» Try it
Read the data below. Every line holding the string "RoleDecision" must be copied.

########################################

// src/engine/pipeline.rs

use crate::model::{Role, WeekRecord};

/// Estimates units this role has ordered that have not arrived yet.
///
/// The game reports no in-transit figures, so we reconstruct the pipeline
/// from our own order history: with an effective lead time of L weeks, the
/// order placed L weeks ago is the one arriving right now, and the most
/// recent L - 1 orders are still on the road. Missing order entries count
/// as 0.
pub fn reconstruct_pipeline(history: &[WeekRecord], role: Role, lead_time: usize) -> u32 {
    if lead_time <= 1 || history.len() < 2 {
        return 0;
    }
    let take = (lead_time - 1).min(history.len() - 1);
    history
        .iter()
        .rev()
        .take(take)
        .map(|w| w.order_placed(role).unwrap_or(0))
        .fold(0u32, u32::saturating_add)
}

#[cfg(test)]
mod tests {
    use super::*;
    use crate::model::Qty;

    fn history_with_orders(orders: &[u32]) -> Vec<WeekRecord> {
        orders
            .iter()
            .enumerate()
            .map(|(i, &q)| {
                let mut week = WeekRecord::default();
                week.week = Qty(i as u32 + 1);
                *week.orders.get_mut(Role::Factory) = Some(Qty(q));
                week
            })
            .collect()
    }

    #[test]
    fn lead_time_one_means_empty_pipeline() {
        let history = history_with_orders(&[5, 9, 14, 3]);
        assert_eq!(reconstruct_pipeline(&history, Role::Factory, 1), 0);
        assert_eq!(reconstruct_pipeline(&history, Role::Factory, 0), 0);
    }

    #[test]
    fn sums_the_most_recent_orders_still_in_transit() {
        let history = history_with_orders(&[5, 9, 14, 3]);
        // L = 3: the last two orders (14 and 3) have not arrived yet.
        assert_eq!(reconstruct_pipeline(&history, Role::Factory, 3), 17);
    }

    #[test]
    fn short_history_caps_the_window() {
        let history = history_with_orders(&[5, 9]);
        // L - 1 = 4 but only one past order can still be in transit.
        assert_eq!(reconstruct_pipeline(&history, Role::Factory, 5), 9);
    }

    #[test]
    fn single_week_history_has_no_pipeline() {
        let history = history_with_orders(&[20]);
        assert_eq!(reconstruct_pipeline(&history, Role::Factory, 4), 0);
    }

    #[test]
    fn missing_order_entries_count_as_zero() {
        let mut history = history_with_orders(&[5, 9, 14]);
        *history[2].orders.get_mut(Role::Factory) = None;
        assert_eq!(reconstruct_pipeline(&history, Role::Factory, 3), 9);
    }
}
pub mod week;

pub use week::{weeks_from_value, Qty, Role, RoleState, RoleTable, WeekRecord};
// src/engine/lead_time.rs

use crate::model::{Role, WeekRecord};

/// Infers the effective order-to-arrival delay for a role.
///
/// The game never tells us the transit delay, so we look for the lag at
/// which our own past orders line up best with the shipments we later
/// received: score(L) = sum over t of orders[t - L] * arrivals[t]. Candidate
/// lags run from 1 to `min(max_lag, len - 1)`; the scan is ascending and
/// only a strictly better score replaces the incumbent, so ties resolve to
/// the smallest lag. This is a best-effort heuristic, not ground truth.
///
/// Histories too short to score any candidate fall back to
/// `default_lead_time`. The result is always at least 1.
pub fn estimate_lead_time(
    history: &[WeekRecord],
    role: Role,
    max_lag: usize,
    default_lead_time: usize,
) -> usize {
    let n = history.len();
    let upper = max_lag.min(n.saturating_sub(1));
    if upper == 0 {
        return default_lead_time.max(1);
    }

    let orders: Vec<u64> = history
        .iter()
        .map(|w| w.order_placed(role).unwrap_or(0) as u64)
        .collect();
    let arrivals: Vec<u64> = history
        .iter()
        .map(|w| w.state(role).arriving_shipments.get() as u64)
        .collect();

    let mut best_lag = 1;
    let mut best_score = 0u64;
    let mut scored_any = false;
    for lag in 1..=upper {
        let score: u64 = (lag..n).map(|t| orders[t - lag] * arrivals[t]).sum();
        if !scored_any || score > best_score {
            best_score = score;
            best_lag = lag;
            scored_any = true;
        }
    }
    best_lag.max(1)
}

########################################

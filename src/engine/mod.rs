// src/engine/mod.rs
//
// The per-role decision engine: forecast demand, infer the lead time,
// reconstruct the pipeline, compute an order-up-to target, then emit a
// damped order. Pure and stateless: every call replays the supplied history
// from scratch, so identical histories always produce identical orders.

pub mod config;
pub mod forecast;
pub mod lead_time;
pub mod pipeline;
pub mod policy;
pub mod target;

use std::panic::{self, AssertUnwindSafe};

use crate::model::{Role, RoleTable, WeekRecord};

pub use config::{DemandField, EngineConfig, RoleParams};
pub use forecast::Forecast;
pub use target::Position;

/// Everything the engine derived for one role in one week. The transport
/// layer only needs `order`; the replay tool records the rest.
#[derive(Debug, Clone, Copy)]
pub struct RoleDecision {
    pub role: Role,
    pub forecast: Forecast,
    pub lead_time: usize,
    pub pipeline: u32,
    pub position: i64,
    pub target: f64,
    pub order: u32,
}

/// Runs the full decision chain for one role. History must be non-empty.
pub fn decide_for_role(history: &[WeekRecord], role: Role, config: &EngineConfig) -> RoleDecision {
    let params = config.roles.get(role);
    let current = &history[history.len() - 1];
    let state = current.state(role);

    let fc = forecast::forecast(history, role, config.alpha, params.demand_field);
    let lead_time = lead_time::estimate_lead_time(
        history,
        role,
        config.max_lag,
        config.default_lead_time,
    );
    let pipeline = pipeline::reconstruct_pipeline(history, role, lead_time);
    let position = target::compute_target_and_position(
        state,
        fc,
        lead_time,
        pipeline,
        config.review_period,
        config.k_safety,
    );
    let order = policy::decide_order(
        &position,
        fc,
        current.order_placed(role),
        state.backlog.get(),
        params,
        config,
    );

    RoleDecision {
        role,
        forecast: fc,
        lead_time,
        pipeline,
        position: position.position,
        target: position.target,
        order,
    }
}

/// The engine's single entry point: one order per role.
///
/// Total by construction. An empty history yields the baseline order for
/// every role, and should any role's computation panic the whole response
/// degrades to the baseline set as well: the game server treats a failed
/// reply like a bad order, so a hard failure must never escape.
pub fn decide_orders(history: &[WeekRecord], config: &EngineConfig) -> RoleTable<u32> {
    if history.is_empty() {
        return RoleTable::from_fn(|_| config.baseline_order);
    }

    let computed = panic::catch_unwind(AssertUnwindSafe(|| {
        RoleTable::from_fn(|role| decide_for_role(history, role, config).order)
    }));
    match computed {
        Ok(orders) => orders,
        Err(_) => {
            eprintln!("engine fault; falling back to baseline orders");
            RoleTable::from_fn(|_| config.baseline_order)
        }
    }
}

########################################

» Response
pub struct RoleDecision {
pub fn decide_for_role(history: &[WeekRecord], role: Role, config: &EngineConfig) -> RoleDecision {
    RoleDecision {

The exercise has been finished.